The appellate court determined statements made by Keyona Brooks, in which she said defendant Tracey Lamont Martin struck her in the face while they were fighting in the car before he drove off with her children, should have been considered nontestimonial, and thus admissible at trial.

Brooks was not available to testify at Martin's trial on a domestic battery charge and Martin moved to suppress her statements to police, arguing their admission would violate his Sixth Amendment right to confrontation. The trial court granted his motion to suppress, finding the statements were testimonial.

In State of Indiana v. Tracey Lamont Martin, No. 02A04-0704-CR-219, the Court of Appeals examined the statements Brooks made and applied the U.S. Supreme Court decision, Davis v. Washington, 547 U.S. 813 (2006), to determine if her statements made to police were nontestimonial or testimonial. Testimonial statements are not admissible at trial.

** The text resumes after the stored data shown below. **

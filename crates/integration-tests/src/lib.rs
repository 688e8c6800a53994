//! Integration tests for Millet Market.
//!
//! # Running Tests
//!
//! ```bash
//! cargo test -p millet-market-integration-tests
//! ```
//!
//! The tests need no external services: [`FakeMarketplace`] serves the
//! marketplace REST API in-process on a random localhost port, backed by a
//! small seeded catalog, and records what it was asked so tests can assert on
//! caching and header injection.

#![cfg_attr(not(test), forbid(unsafe_code))]

use std::net::SocketAddr;
use std::sync::{Arc, Mutex, PoisonError};

use axum::extract::{Path, State};
use axum::http::{HeaderMap, StatusCode};
use axum::routing::{get, post};
use axum::{Json, Router};
use millet_market_client::ClientConfig;
use millet_market_client::api::{Order, OrderItem};
use millet_market_core::{CatalogProduct, OrderId, OrderStatus, PaymentMethod, ProductId};
use rust_decimal::Decimal;
use serde::Deserialize;
use serde_json::{Value, json};

/// Email accepted by the fake login endpoint.
pub const TEST_EMAIL: &str = "ravi@fpo.in";
/// Password accepted by the fake login endpoint.
pub const TEST_PASSWORD: &str = "ragi-rotti-42";
/// Token issued on successful login or registration.
pub const TEST_TOKEN: &str = "fake-jwt-token";

/// Seeded catalog: Foxtail (₹50, no supplier), Ragi flour (₹85.50/kg, Kolar
/// FPO) and Kodo (out of stock).
#[must_use]
pub fn seed_catalog() -> Vec<CatalogProduct> {
    vec![
        CatalogProduct {
            id: ProductId::new(1),
            display_name: "Foxtail".to_string(),
            unit_price: Decimal::new(50, 0),
            supplier_name: None,
            image_url: Some("https://cdn.example/foxtail.png".to_string()),
            category: Some("Millet grain".to_string()),
            unit: Some("kg".to_string()),
            stock: Some(120),
        },
        CatalogProduct {
            id: ProductId::new(2),
            display_name: "Ragi flour".to_string(),
            unit_price: Decimal::new(8550, 2),
            supplier_name: Some("Kolar FPO".to_string()),
            image_url: None,
            category: Some("Flour".to_string()),
            unit: Some("kg".to_string()),
            stock: Some(40),
        },
        CatalogProduct {
            id: ProductId::new(3),
            display_name: "Kodo".to_string(),
            unit_price: Decimal::new(70, 0),
            supplier_name: None,
            image_url: None,
            category: None,
            unit: None,
            stock: Some(0),
        },
    ]
}

#[derive(Debug, Default)]
struct Recorded {
    catalog_requests: usize,
    request_ids: Vec<String>,
    orders: Vec<Order>,
    fail_orders: bool,
}

#[derive(Clone)]
struct FakeState {
    catalog: Arc<[CatalogProduct]>,
    recorded: Arc<Mutex<Recorded>>,
}

impl FakeState {
    fn with<R>(&self, f: impl FnOnce(&mut Recorded) -> R) -> R {
        f(&mut self.recorded.lock().unwrap_or_else(PoisonError::into_inner))
    }

    fn record_request(&self, headers: &HeaderMap) {
        if let Some(id) = headers.get("x-request-id").and_then(|v| v.to_str().ok()) {
            let id = id.to_string();
            self.with(|r| r.request_ids.push(id));
        }
    }
}

/// Handle to a running fake marketplace API.
#[derive(Clone)]
pub struct FakeMarketplace {
    addr: SocketAddr,
    state: FakeState,
}

impl FakeMarketplace {
    /// Start the fake API on a random port with the seeded catalog.
    ///
    /// # Panics
    ///
    /// Panics if no localhost port can be bound.
    pub async fn start() -> Self {
        let state = FakeState {
            catalog: seed_catalog().into(),
            recorded: Arc::new(Mutex::new(Recorded::default())),
        };

        let app = Router::new()
            .route("/api/auth/login", post(login))
            .route("/api/auth/register", post(register))
            .route("/api/products", get(list_products))
            .route("/api/products/{id}", get(get_product))
            .route("/api/orders", get(list_orders).post(place_order))
            .route("/api/orders/{id}", get(get_order))
            .with_state(state.clone());

        let listener = tokio::net::TcpListener::bind("127.0.0.1:0")
            .await
            .expect("Failed to bind fake marketplace");
        let addr = listener
            .local_addr()
            .expect("Failed to read fake marketplace address");

        tokio::spawn(async move {
            let _ = axum::serve(listener, app).await;
        });

        Self { addr, state }
    }

    /// Base URL of the fake API (`http://127.0.0.1:<port>/api/`).
    #[must_use]
    pub fn base_url(&self) -> String {
        format!("http://{}/api/", self.addr)
    }

    /// Client configuration pointing at this server.
    ///
    /// # Panics
    ///
    /// Panics if the base URL is rejected, which would be a bug in the fake.
    #[must_use]
    pub fn config(&self) -> ClientConfig {
        ClientConfig::new(&self.base_url()).expect("fake base URL is valid")
    }

    /// Number of catalog endpoint hits so far.
    #[must_use]
    pub fn catalog_requests(&self) -> usize {
        self.state.with(|r| r.catalog_requests)
    }

    /// Every `X-Request-Id` header received, in order.
    #[must_use]
    pub fn request_ids(&self) -> Vec<String> {
        self.state.with(|r| r.request_ids.clone())
    }

    /// Orders accepted so far.
    #[must_use]
    pub fn orders(&self) -> Vec<Order> {
        self.state.with(|r| r.orders.clone())
    }

    /// Make `POST orders` answer 503 until switched back.
    pub fn fail_orders(&self, fail: bool) {
        self.state.with(|r| r.fail_orders = fail);
    }
}

// =============================================================================
// Handlers
// =============================================================================

fn authorized(headers: &HeaderMap) -> bool {
    headers
        .get("authorization")
        .and_then(|v| v.to_str().ok())
        .is_some_and(|v| v == format!("Bearer {TEST_TOKEN}"))
}

fn auth_body(name: &str, email: &str, role: &str, city: Option<&str>) -> Value {
    json!({
        "token": TEST_TOKEN,
        "user": {
            "id": 7,
            "name": name,
            "email": email,
            "role": role,
            "city": city,
            "street": "Ward 4",
            "mobile": "9800000000"
        }
    })
}

#[derive(Deserialize)]
struct LoginBody {
    email: String,
    password: String,
}

async fn login(
    State(state): State<FakeState>,
    headers: HeaderMap,
    Json(body): Json<LoginBody>,
) -> Result<Json<Value>, StatusCode> {
    state.record_request(&headers);
    if body.email == TEST_EMAIL && body.password == TEST_PASSWORD {
        Ok(Json(auth_body("Ravi", TEST_EMAIL, "farmer", Some("Mandya"))))
    } else {
        Err(StatusCode::UNAUTHORIZED)
    }
}

#[derive(Deserialize)]
struct RegisterBody {
    name: String,
    email: String,
    role: String,
    city: Option<String>,
}

async fn register(
    State(state): State<FakeState>,
    headers: HeaderMap,
    Json(body): Json<RegisterBody>,
) -> Result<Json<Value>, (StatusCode, String)> {
    state.record_request(&headers);
    if body.email == TEST_EMAIL {
        return Err((StatusCode::CONFLICT, "email already registered".to_string()));
    }
    Ok(Json(auth_body(&body.name, &body.email, &body.role, body.city.as_deref())))
}

async fn list_products(
    State(state): State<FakeState>,
    headers: HeaderMap,
) -> Json<Vec<CatalogProduct>> {
    state.record_request(&headers);
    state.with(|r| r.catalog_requests += 1);
    Json(state.catalog.to_vec())
}

async fn get_product(
    State(state): State<FakeState>,
    headers: HeaderMap,
    Path(id): Path<i64>,
) -> Result<Json<CatalogProduct>, StatusCode> {
    state.record_request(&headers);
    state.with(|r| r.catalog_requests += 1);
    state
        .catalog
        .iter()
        .find(|p| p.id.as_i64() == id)
        .cloned()
        .map(Json)
        .ok_or(StatusCode::NOT_FOUND)
}

#[derive(Deserialize)]
#[serde(rename_all = "camelCase")]
struct NewOrder {
    items: Vec<NewOrderItem>,
    payment_method: PaymentMethod,
    shipping_address: Option<String>,
}

#[derive(Deserialize)]
#[serde(rename_all = "camelCase")]
struct NewOrderItem {
    product_id: ProductId,
    quantity: u32,
}

async fn place_order(
    State(state): State<FakeState>,
    headers: HeaderMap,
    Json(body): Json<NewOrder>,
) -> Result<(StatusCode, Json<Order>), (StatusCode, String)> {
    state.record_request(&headers);
    if !authorized(&headers) {
        return Err((StatusCode::UNAUTHORIZED, String::new()));
    }
    if state.with(|r| r.fail_orders) {
        return Err((
            StatusCode::SERVICE_UNAVAILABLE,
            "order service down".to_string(),
        ));
    }

    // Price from the catalog, not from the client.
    let mut items = Vec::with_capacity(body.items.len());
    for item in &body.items {
        let Some(product) = state.catalog.iter().find(|p| p.id == item.product_id) else {
            return Err((
                StatusCode::UNPROCESSABLE_ENTITY,
                format!("unknown product {}", item.product_id),
            ));
        };
        items.push(OrderItem {
            product_id: product.id,
            display_name: product.display_name.clone(),
            quantity: item.quantity,
            unit_price: product.unit_price,
        });
    }
    let total: Decimal = items
        .iter()
        .map(|i| i.unit_price * Decimal::from(i.quantity))
        .sum();

    let order = state.with(|r| {
        let next = i64::try_from(r.orders.len()).unwrap_or(i64::MAX - 100) + 100;
        let order = Order {
            id: OrderId::new(next),
            items,
            total,
            status: OrderStatus::Placed,
            payment_method: body.payment_method,
            shipping_address: body.shipping_address,
            created_at: Some(chrono::Utc::now()),
        };
        r.orders.push(order.clone());
        order
    });

    Ok((StatusCode::CREATED, Json(order)))
}

async fn list_orders(
    State(state): State<FakeState>,
    headers: HeaderMap,
) -> Result<Json<Vec<Order>>, StatusCode> {
    state.record_request(&headers);
    if !authorized(&headers) {
        return Err(StatusCode::UNAUTHORIZED);
    }
    Ok(Json(state.with(|r| r.orders.clone())))
}

async fn get_order(
    State(state): State<FakeState>,
    headers: HeaderMap,
    Path(id): Path<i64>,
) -> Result<Json<Order>, StatusCode> {
    state.record_request(&headers);
    if !authorized(&headers) {
        return Err(StatusCode::UNAUTHORIZED);
    }
    state
        .with(|r| r.orders.iter().find(|o| o.id.as_i64() == id).cloned())
        .map(Json)
        .ok_or(StatusCode::NOT_FOUND)
}
//! Order history and tracking commands.
//!
//! # Usage
//!
//! ```bash
//! # List your orders
//! mm-cli orders
//!
//! # Track one order
//! mm-cli order 31
//! ```

#![allow(clippy::print_stdout)]

use millet_market_client::{AppContext, Result};
use millet_market_core::OrderId;

use crate::render;

/// Print the signed-in user's orders.
///
/// # Errors
///
/// Returns an error if nobody is signed in or the request fails.
pub async fn list(ctx: &AppContext) -> Result<()> {
    let orders = ctx.api().list_orders().await?;
    print!("{}", render::order_list(&orders));
    Ok(())
}

/// Print one order with its tracking timeline.
///
/// # Errors
///
/// Returns an error if the order does not exist or the request fails.
pub async fn track(ctx: &AppContext, id: OrderId) -> Result<()> {
    let order = ctx.api().get_order(id).await?;
    print!("{}", render::order_tracking(&order));
    Ok(())
}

In the Davis test, statements are reviewed to see whether the declarant was describing events as they were actually happening or past events; whether the declarant was facing an ongoing emergency; whether the nature of what was asked and answered elicited statements that were necessary to resolve a present emergency as opposed to learning about past events; and the level of formality of the interview.

In the instant case, Brooks told police officers about past events - Martin struck her and drove away with her children in a car with a door still open - but that information was relevant to establish whether Martin still posed a present danger.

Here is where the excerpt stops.